Stored data entries
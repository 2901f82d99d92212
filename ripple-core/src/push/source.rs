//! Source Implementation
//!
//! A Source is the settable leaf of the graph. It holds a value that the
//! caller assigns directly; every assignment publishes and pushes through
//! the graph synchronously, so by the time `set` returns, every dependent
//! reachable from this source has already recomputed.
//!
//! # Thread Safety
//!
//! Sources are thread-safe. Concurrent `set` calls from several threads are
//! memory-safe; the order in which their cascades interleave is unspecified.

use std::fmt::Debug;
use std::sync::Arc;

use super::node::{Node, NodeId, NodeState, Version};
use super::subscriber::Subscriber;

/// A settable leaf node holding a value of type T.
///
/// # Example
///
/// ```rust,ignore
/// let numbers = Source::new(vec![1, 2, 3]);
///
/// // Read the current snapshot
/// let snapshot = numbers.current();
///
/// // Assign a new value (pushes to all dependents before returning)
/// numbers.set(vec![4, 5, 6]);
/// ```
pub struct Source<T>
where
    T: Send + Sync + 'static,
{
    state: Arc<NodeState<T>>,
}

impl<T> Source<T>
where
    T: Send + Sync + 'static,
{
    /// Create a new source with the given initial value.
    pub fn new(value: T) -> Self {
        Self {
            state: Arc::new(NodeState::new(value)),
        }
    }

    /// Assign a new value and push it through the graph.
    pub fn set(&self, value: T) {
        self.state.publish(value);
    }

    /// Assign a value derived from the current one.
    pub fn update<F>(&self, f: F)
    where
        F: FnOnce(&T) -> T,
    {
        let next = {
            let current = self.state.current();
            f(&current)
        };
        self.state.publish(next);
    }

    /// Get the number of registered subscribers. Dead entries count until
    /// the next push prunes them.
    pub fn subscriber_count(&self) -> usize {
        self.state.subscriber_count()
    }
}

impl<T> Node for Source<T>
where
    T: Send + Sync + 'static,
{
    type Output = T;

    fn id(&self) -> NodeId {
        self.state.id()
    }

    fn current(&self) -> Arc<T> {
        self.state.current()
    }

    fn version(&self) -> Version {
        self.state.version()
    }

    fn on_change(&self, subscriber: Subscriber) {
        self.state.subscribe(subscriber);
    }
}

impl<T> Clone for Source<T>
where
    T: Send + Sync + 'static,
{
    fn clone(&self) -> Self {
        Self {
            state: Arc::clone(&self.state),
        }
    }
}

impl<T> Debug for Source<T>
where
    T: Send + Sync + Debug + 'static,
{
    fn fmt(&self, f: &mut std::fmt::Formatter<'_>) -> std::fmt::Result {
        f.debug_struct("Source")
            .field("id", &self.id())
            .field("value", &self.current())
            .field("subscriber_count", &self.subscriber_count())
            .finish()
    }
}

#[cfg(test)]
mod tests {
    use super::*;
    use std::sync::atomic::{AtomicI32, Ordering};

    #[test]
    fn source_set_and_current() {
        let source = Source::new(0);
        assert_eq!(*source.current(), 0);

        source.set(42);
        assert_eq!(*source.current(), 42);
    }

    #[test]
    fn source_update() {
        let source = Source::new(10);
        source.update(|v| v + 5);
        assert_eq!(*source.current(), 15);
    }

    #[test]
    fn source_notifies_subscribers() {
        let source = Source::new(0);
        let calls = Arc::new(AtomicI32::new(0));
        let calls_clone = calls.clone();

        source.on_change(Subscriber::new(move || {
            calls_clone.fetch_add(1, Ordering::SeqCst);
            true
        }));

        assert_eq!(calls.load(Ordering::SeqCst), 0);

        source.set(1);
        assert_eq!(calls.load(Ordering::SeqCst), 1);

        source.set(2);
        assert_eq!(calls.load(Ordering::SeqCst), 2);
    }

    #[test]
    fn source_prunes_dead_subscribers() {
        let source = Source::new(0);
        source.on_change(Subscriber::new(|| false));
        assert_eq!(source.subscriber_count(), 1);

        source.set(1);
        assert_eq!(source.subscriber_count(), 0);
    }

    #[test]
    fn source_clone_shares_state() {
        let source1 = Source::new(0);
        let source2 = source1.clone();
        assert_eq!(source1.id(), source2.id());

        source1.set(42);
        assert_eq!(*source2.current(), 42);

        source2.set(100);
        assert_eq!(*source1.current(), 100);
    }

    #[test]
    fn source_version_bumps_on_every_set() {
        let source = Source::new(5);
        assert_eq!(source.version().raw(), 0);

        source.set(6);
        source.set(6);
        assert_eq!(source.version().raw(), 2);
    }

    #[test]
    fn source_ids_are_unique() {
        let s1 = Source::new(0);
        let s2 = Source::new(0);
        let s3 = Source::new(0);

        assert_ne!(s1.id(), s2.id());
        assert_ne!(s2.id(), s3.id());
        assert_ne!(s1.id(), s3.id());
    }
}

Assigned task:
Which of the lines in the data contain the string "NodeId"? Return each one.

Output for this task:
use super::node::{Node, NodeId, NodeState, Version};
    fn id(&self) -> NodeId {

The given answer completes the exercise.